Transferrin receptor 1 (R) and human serum transferrin (T) are the two main actors in iron acquisition by the cell. R binds TFe(2) (iron-loaded transferrin), which allows its internalization in the cytoplasm by endocytosis. T also forms complexes with metals other than iron. In order to follow the iron-acquisition pathway, these metals should obey at least two essential rules: (i) formation of a strong complex with T; and (ii) interaction of this complex with R. In the present paper, we propose a general mechanism for the interaction of five metal-loaded Ts [Fe(III), Al(III), Bi(III), Ga(III) and Co(III)] with R and we discuss their potential incorporation by the iron-acquisition pathway.
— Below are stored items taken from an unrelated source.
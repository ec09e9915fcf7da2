use axum::{
    extract::{rejection::JsonRejection, State},
    http::StatusCode,
    Json,
};
use serde::{Deserialize, Serialize};

use crate::errors::AppError;
use crate::state::AppState;

#[derive(Debug, Deserialize)]
pub struct ChatRequest {
    #[serde(default)]
    pub message: Option<String>,
}

#[derive(Debug, Serialize, Deserialize)]
pub struct ChatResponse {
    pub response: String,
}

/// POST /api/chat
///
/// 400 when `message` is missing or blank; 200 otherwise, even when the AI
/// provider fails (the reply is then a fixed apology).
pub async fn handle_chat(
    State(state): State<AppState>,
    payload: Result<Json<ChatRequest>, JsonRejection>,
) -> Result<Json<ChatResponse>, AppError> {
    let Json(request) = payload?;
    let message = request.message.unwrap_or_default();

    let response = state.chat.respond(&message).await?;
    Ok(Json(ChatResponse { response }))
}

/// POST /api/admin/chat/context/refresh
///
/// Drops the cached context block so the next chat request rebuilds it from
/// the current content.
pub async fn handle_refresh_context(State(state): State<AppState>) -> StatusCode {
    state.chat.cache().invalidate().await;
    StatusCode::NO_CONTENT
}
With iron- and cobalt-loaded Ts, the interaction of R takes place in two steps: the first is detected by the T-jump technique and occurs in the 100 micros range, whereas the second is slow and occurs in the hour range. Bi(III)- and Ga(III)-loaded Ts interact with R in a single fast kinetic step, which occurs in the 100-500 micros range. No interaction is detected between R and aluminium-saturated T. The fast steps are ascribed to the interaction of the C-lobe of metal-loaded T with the helical domain of R: dissociation constant, K'(1), of 0.50+/-0.07, 0.82+/-0.25, 4+/-0.4 and 1.10+/-0.12 microM for Fe(III), Co(III), Bi(III) and Ga(III) respectively. The second slow steps are ascribed to changes in the conformation of the protein-protein adducts which increase the stability to achieve, at thermodynamic equilibrium, an overall dissociation constant, K(1), of 2.3 and 25 nM for Fe(III) and Co(III) respectively. This last step occurs over several hours, whereas endocytosis takes place in several minutes. This implies that metal-loaded Ts are internalized with only the C-lobe interacting with R. This suggests that, despite a lower affinity for R when compared with TFe(2), some metal-loaded Ts can compete kinetically with TFe(2) for the interaction with R and thus follow the iron-acquisition pathway.